Exercise material:
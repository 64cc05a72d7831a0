//! Configuration parsing and validation.
//!
//! A single JSON document configures a run.  Every field that has a sane
//! default carries one, so minimal configs stay minimal; `validate` rejects
//! inconsistent combinations (unknown tags, unpaired periodic faces, bad
//! ranges) before any memory is allocated.

use serde::{Deserialize, Serialize};
use std::fs;

use kernel::forces::{ConductivityKind, ForceParams, ViscosityKind};
use kernel::timestep::TimestepParams;
use kernel::{EquationOfState, HSolver, KernelKind, SphError};

/// Per-face boundary kind.
#[derive(Debug, Clone, Copy, PartialEq, Eq, Serialize, Deserialize)]
#[serde(rename_all = "lowercase")]
pub enum BoundaryKind {
    /// Nothing beyond the face; particles may leave.
    Open,
    /// The face wraps onto the opposite face.
    Periodic,
    /// The face reflects.
    Mirror,
}

/// Boundary tags for all faces, lower/upper per axis.  Only the first
/// `ndim` axes are consulted.
#[derive(Debug, Clone, Copy, Serialize, Deserialize)]
pub struct BoundaryTags {
    /// Lower faces per axis.
    pub lhs: [BoundaryKind; 3],
    /// Upper faces per axis.
    pub rhs: [BoundaryKind; 3],
}

impl Default for BoundaryTags {
    fn default() -> Self {
        Self { lhs: [BoundaryKind::Open; 3], rhs: [BoundaryKind::Open; 3] }
    }
}

/// Simulation configuration.
#[derive(Debug, Clone, Serialize, Deserialize)]
pub struct SimulationConfig {
    /// Human-readable run name.
    pub name: String,
    /// Spatial dimension (1, 2 or 3).
    pub ndim: usize,
    /// Particle capacity (reals plus ghosts); overflow is fatal.
    pub n_max: usize,

    /// Kernel tag: "m4", "quintic" or "gaussian".
    #[serde(default = "default_kernel")]
    pub kernel: String,
    /// EOS tag: "isothermal", "barotropic" or "adiabatic".
    #[serde(default = "default_eos")]
    pub eos: String,
    /// Integrator tag; only "lfdkd" (leapfrog drift-kick-drift) is known.
    #[serde(default = "default_integrator")]
    pub integrator: String,

    /// EOS temperature parameter.
    #[serde(default = "one")]
    pub temp0: f64,
    /// Mean molecular weight.
    #[serde(default = "one")]
    pub mu_bar: f64,
    /// Ratio of specific heats.
    #[serde(default = "default_gamma")]
    pub gamma: f64,
    /// Barotropic transition density.
    #[serde(default = "default_rho_bary")]
    pub rho_bary: f64,

    /// Smoothing-length ratio h_fac.
    #[serde(default = "default_h_fac")]
    pub h_fac: f64,
    /// h-iteration relative tolerance.
    #[serde(default = "default_h_converge")]
    pub h_converge: f64,
    /// Global ceiling on smoothing lengths.
    #[serde(default = "big")]
    pub h_max: f64,

    /// Enable pressure/dissipation forces.
    #[serde(default = "yes")]
    pub hydro_forces: bool,
    /// Enable fluid self-gravity.
    #[serde(default)]
    pub self_gravity: bool,
    /// Artificial viscosity tag: "none", "mon97" or "mon97td".
    #[serde(default = "default_avisc")]
    pub avisc: String,
    /// Artificial conductivity tag: "none", "wadsley2008" or "price2008".
    #[serde(default = "default_acond")]
    pub acond: String,
    /// Viscosity alpha.
    #[serde(default = "one")]
    pub alpha_visc: f64,
    /// Viscosity beta.
    #[serde(default = "two")]
    pub beta_visc: f64,
    /// Floor for the time-dependent alpha.
    #[serde(default = "default_alpha_min")]
    pub alpha_visc_min: f64,

    /// Boundary tags.
    #[serde(default)]
    pub boundaries: BoundaryTags,
    /// Box minimum corner (first ndim entries used).
    #[serde(default = "default_box_min")]
    pub box_min: [f64; 3],
    /// Box maximum corner.
    #[serde(default = "default_box_max")]
    pub box_max: [f64; 3],
    /// Ghost trigger range in units of the kernel reach.
    #[serde(default = "default_ghost_range")]
    pub ghost_range: f64,

    /// Courant multiplier.
    #[serde(default = "default_courant")]
    pub courant_mult: f64,
    /// Acceleration multiplier.
    #[serde(default = "default_accel")]
    pub accel_mult: f64,
    /// Energy-rate multiplier.
    #[serde(default = "default_energy")]
    pub energy_mult: f64,
    /// N-body multiplier.
    #[serde(default = "default_nbody")]
    pub nbody_mult: f64,
    /// Number of block-step levels below the global step.
    #[serde(default = "default_level_max")]
    pub level_max: u32,
    /// Maximum level difference between interacting particles.
    #[serde(default = "default_level_diff_max")]
    pub level_diff_max: u32,

    /// Enable sink creation.
    #[serde(default)]
    pub create_sinks: bool,
    /// Sink creation density threshold.
    #[serde(default = "big")]
    pub rho_sink: f64,
    /// Sink accretion radius in units of h at creation.
    #[serde(default = "two")]
    pub sink_radius_hfac: f64,
    /// Smooth (true) or sudden (false) accretion.
    #[serde(default = "yes")]
    pub smooth_accretion: bool,
    /// Smoothing-length floor inside sinks.
    #[serde(default)]
    pub h_min_sink: f64,

    /// Worker count for domain decomposition (1 disables it).
    #[serde(default = "one_usize")]
    pub n_workers: usize,
    /// Steps between load-balance passes.
    #[serde(default = "default_balance_interval")]
    pub balance_interval: u64,
}

fn default_kernel() -> String {
    "m4".to_string()
}
fn default_eos() -> String {
    "isothermal".to_string()
}
fn default_integrator() -> String {
    "lfdkd".to_string()
}
fn one() -> f64 {
    1.0
}
fn two() -> f64 {
    2.0
}
fn yes() -> bool {
    true
}
fn big() -> f64 {
    kernel::BIG_NUMBER
}
fn one_usize() -> usize {
    1
}
fn default_gamma() -> f64 {
    5.0 / 3.0
}
fn default_rho_bary() -> f64 {
    1.0e-14
}
fn default_h_fac() -> f64 {
    1.2
}
fn default_h_converge() -> f64 {
    0.01
}
fn default_avisc() -> String {
    "mon97".to_string()
}
fn default_acond() -> String {
    "none".to_string()
}
fn default_alpha_min() -> f64 {
    0.1
}
fn default_box_min() -> [f64; 3] {
    [0.0; 3]
}
fn default_box_max() -> [f64; 3] {
    [1.0; 3]
}
fn default_ghost_range() -> f64 {
    1.1
}
fn default_courant() -> f64 {
    0.15
}
fn default_accel() -> f64 {
    0.3
}
fn default_energy() -> f64 {
    0.3
}
fn default_nbody() -> f64 {
    0.1
}
fn default_level_max() -> u32 {
    9
}
fn default_level_diff_max() -> u32 {
    1
}
fn default_balance_interval() -> u64 {
    8
}

impl SimulationConfig {
    /// A minimal valid configuration, handy for tests and as a template.
    pub fn basic(name: &str, ndim: usize, n_max: usize) -> Self {
        serde_json::from_value(serde_json::json!({
            "name": name,
            "ndim": ndim,
            "n_max": n_max,
        }))
        .expect("basic config must deserialise")
    }

    /// Load a configuration from a JSON file and validate it.
    pub fn load(path: &str) -> Result<Self, SphError> {
        let contents = fs::read_to_string(path)
            .map_err(|e| SphError::Config(format!("failed to read {path}: {e}")))?;
        let config: SimulationConfig = serde_json::from_str(&contents)
            .map_err(|e| SphError::Config(format!("failed to parse {path}: {e}")))?;
        config.validate()?;
        Ok(config)
    }

    /// Check the configuration for inconsistencies.
    pub fn validate(&self) -> Result<(), SphError> {
        if !(1..=3).contains(&self.ndim) {
            return Err(SphError::Config(format!("ndim must be 1, 2 or 3, got {}", self.ndim)));
        }
        if self.n_max == 0 {
            return Err(SphError::Config("n_max must be positive".into()));
        }
        // Tag parsing doubles as validation.
        KernelKind::from_name(&self.kernel)?;
        EquationOfState::from_name(&self.eos, self.temp0, self.mu_bar, self.gamma, self.rho_bary)?;
        ViscosityKind::from_name(&self.avisc)?;
        ConductivityKind::from_name(&self.acond)?;
        if self.integrator != "lfdkd" {
            return Err(SphError::Config(format!(
                "unrecognised integrator '{}'",
                self.integrator
            )));
        }

        for k in 0..self.ndim {
            if self.box_min[k] >= self.box_max[k] {
                return Err(SphError::Config(format!(
                    "box_min[{k}] must be below box_max[{k}]"
                )));
            }
            // Periodic faces only make sense in pairs.
            let lhs = self.boundaries.lhs[k] == BoundaryKind::Periodic;
            let rhs = self.boundaries.rhs[k] == BoundaryKind::Periodic;
            if lhs != rhs {
                return Err(SphError::Config(format!(
                    "periodic boundaries must be paired on axis {k}"
                )));
            }
        }

        if self.h_fac <= 0.0 || self.h_converge <= 0.0 {
            return Err(SphError::Config("h_fac and h_converge must be positive".into()));
        }
        if self.gamma <= 1.0 {
            return Err(SphError::Config("gamma must exceed 1".into()));
        }
        if self.courant_mult <= 0.0 || self.accel_mult <= 0.0 {
            return Err(SphError::Config("timestep multipliers must be positive".into()));
        }
        if self.n_workers == 0 {
            return Err(SphError::Config("n_workers must be at least 1".into()));
        }
        if self.n_workers > 1 {
            if !self.n_workers.is_power_of_two() {
                return Err(SphError::Config(format!(
                    "n_workers must be a power of two, got {}",
                    self.n_workers
                )));
            }
            if self.n_workers % 2 != 0 {
                return Err(SphError::Config("n_workers must be even".into()));
            }
        }
        if self.create_sinks && self.rho_sink <= 0.0 {
            return Err(SphError::Config("rho_sink must be positive".into()));
        }
        Ok(())
    }

    /// Equation of state described by this configuration.
    pub fn make_eos(&self) -> Result<EquationOfState, SphError> {
        EquationOfState::from_name(&self.eos, self.temp0, self.mu_bar, self.gamma, self.rho_bary)
    }

    /// Kernel selector described by this configuration.
    pub fn make_kernel_kind(&self) -> Result<KernelKind, SphError> {
        KernelKind::from_name(&self.kernel)
    }

    /// Force-evaluation switches described by this configuration.
    pub fn make_force_params(&self) -> Result<ForceParams, SphError> {
        Ok(ForceParams {
            hydro_forces: self.hydro_forces,
            self_gravity: self.self_gravity,
            avisc: ViscosityKind::from_name(&self.avisc)?,
            acond: ConductivityKind::from_name(&self.acond)?,
            alpha_visc: self.alpha_visc,
            beta_visc: self.beta_visc,
        })
    }

    /// h-solver parameters described by this configuration.
    pub fn make_h_solver(&self) -> HSolver {
        HSolver {
            h_fac: self.h_fac,
            h_converge: self.h_converge,
            h_min_sink: self.h_min_sink,
            create_sinks: self.create_sinks,
            star_softening: true,
        }
    }

    /// Timestep multipliers described by this configuration.
    pub fn make_timestep_params(&self) -> TimestepParams {
        TimestepParams {
            courant_mult: self.courant_mult,
            accel_mult: self.accel_mult,
            energy_mult: self.energy_mult,
            nbody_mult: self.nbody_mult,
        }
    }
}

Activity: Go through the listing above and find each line that contains "boundaries", then copy it.

Finished task:
    pub boundaries: BoundaryTags,
            let lhs = self.boundaries.lhs[k] == BoundaryKind::Periodic;
            let rhs = self.boundaries.rhs[k] == BoundaryKind::Periodic;
                    "periodic boundaries must be paired on axis {k}"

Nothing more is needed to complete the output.